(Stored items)
□ □ □ □ □ □ □
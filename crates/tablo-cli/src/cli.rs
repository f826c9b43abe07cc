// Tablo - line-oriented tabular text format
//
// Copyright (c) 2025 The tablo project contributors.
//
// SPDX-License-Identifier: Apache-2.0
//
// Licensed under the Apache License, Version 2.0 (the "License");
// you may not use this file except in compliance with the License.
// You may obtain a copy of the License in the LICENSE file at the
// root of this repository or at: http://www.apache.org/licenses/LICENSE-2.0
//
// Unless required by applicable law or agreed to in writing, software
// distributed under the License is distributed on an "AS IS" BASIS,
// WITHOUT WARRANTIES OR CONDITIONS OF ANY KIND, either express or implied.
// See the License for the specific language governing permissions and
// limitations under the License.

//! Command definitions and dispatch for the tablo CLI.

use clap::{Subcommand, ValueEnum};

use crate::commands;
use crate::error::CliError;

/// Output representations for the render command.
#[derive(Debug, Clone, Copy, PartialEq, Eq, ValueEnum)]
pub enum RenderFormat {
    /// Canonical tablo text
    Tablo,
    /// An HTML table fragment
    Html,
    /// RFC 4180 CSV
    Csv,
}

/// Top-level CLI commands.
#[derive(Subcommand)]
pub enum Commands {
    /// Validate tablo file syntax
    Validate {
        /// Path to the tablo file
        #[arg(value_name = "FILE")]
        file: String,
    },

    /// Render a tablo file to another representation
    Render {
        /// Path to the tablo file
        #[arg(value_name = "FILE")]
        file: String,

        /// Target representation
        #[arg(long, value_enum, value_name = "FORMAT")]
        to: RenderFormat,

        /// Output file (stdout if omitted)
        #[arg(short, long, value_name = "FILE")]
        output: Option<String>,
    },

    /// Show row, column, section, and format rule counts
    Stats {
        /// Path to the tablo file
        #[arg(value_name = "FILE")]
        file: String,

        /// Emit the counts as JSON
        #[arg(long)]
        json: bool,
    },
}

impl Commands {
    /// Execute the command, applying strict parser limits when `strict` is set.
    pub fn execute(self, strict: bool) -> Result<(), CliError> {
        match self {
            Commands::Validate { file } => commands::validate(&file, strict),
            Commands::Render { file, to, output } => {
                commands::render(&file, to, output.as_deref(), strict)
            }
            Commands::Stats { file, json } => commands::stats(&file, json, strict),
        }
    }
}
□ □ □ □ □ □ □
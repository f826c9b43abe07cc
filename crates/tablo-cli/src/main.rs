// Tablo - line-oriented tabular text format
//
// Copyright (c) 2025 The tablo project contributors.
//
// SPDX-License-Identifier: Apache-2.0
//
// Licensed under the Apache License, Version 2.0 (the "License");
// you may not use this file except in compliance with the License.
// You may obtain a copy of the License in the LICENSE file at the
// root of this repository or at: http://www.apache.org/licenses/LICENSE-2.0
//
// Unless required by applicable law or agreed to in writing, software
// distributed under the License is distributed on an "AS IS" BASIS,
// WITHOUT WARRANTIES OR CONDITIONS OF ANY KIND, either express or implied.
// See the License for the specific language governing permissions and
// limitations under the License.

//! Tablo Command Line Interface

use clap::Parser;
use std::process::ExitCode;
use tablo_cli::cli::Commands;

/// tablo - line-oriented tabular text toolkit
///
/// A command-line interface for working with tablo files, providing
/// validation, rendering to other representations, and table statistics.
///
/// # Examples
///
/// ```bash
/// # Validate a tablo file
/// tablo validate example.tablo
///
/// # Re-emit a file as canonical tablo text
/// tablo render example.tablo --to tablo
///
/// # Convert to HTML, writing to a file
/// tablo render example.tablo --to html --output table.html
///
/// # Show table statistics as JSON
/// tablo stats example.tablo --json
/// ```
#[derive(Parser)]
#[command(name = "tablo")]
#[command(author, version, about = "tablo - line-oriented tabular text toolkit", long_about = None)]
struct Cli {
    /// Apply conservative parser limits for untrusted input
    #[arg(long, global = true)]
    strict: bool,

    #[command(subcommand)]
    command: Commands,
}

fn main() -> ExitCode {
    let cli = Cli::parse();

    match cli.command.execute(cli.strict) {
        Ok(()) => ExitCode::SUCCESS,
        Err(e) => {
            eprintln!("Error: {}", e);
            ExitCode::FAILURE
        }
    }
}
□ □ □ □ □ □ □
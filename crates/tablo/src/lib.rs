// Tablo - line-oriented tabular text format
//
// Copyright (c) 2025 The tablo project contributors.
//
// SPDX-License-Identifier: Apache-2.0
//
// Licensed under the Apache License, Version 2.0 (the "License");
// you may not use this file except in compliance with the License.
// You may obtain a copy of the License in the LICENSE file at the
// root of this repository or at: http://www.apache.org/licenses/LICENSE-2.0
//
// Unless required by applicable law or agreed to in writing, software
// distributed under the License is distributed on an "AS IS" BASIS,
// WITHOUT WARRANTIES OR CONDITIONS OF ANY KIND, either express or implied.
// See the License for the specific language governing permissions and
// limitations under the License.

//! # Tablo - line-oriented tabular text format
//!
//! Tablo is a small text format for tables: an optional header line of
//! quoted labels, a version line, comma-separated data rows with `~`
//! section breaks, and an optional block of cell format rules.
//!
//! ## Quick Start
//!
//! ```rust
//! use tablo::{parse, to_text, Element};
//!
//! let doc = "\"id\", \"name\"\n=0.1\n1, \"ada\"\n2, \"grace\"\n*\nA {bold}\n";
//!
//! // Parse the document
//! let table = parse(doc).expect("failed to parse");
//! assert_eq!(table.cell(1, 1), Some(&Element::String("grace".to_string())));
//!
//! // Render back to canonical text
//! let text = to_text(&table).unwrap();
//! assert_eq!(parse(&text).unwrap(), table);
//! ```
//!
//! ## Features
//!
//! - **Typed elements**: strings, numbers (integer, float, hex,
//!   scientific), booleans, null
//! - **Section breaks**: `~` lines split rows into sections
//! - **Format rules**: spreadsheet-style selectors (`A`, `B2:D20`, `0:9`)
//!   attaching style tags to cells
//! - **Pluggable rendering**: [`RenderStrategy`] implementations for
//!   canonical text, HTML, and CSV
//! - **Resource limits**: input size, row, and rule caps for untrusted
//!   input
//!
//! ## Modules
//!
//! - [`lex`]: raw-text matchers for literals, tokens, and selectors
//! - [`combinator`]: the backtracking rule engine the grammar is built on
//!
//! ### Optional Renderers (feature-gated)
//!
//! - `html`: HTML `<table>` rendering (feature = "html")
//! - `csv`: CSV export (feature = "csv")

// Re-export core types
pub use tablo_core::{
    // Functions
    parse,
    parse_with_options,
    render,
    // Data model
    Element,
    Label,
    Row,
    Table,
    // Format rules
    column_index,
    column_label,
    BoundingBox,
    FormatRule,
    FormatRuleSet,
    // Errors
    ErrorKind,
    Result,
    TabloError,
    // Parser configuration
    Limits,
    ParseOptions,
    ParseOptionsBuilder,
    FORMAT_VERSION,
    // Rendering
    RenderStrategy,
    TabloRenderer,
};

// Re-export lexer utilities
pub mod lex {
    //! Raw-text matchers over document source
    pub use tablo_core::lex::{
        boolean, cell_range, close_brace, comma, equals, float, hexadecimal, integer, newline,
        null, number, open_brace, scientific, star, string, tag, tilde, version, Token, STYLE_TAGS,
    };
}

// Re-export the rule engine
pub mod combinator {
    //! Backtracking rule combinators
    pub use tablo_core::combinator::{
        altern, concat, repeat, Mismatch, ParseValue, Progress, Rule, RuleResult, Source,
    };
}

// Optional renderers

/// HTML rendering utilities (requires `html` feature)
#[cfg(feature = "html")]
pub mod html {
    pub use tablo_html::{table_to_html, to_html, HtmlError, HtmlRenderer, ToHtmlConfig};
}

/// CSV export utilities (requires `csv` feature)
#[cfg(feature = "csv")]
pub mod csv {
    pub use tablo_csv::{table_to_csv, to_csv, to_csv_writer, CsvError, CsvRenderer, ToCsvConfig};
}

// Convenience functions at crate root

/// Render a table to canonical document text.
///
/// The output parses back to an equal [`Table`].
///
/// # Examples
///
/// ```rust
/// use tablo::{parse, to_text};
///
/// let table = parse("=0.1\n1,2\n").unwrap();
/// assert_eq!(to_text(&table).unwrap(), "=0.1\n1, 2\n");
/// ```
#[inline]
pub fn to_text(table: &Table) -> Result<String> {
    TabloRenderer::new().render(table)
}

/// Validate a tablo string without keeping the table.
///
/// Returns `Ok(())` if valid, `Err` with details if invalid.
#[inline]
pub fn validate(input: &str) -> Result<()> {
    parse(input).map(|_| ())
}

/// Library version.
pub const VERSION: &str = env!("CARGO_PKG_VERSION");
□ □ □ □ □ □ □
[Task to complete] Filter the entries down to the lines with the word "main" in them.

[Finished exercise]
filename crates/tablo-cli/src/main.rs
fn main() -> ExitCode {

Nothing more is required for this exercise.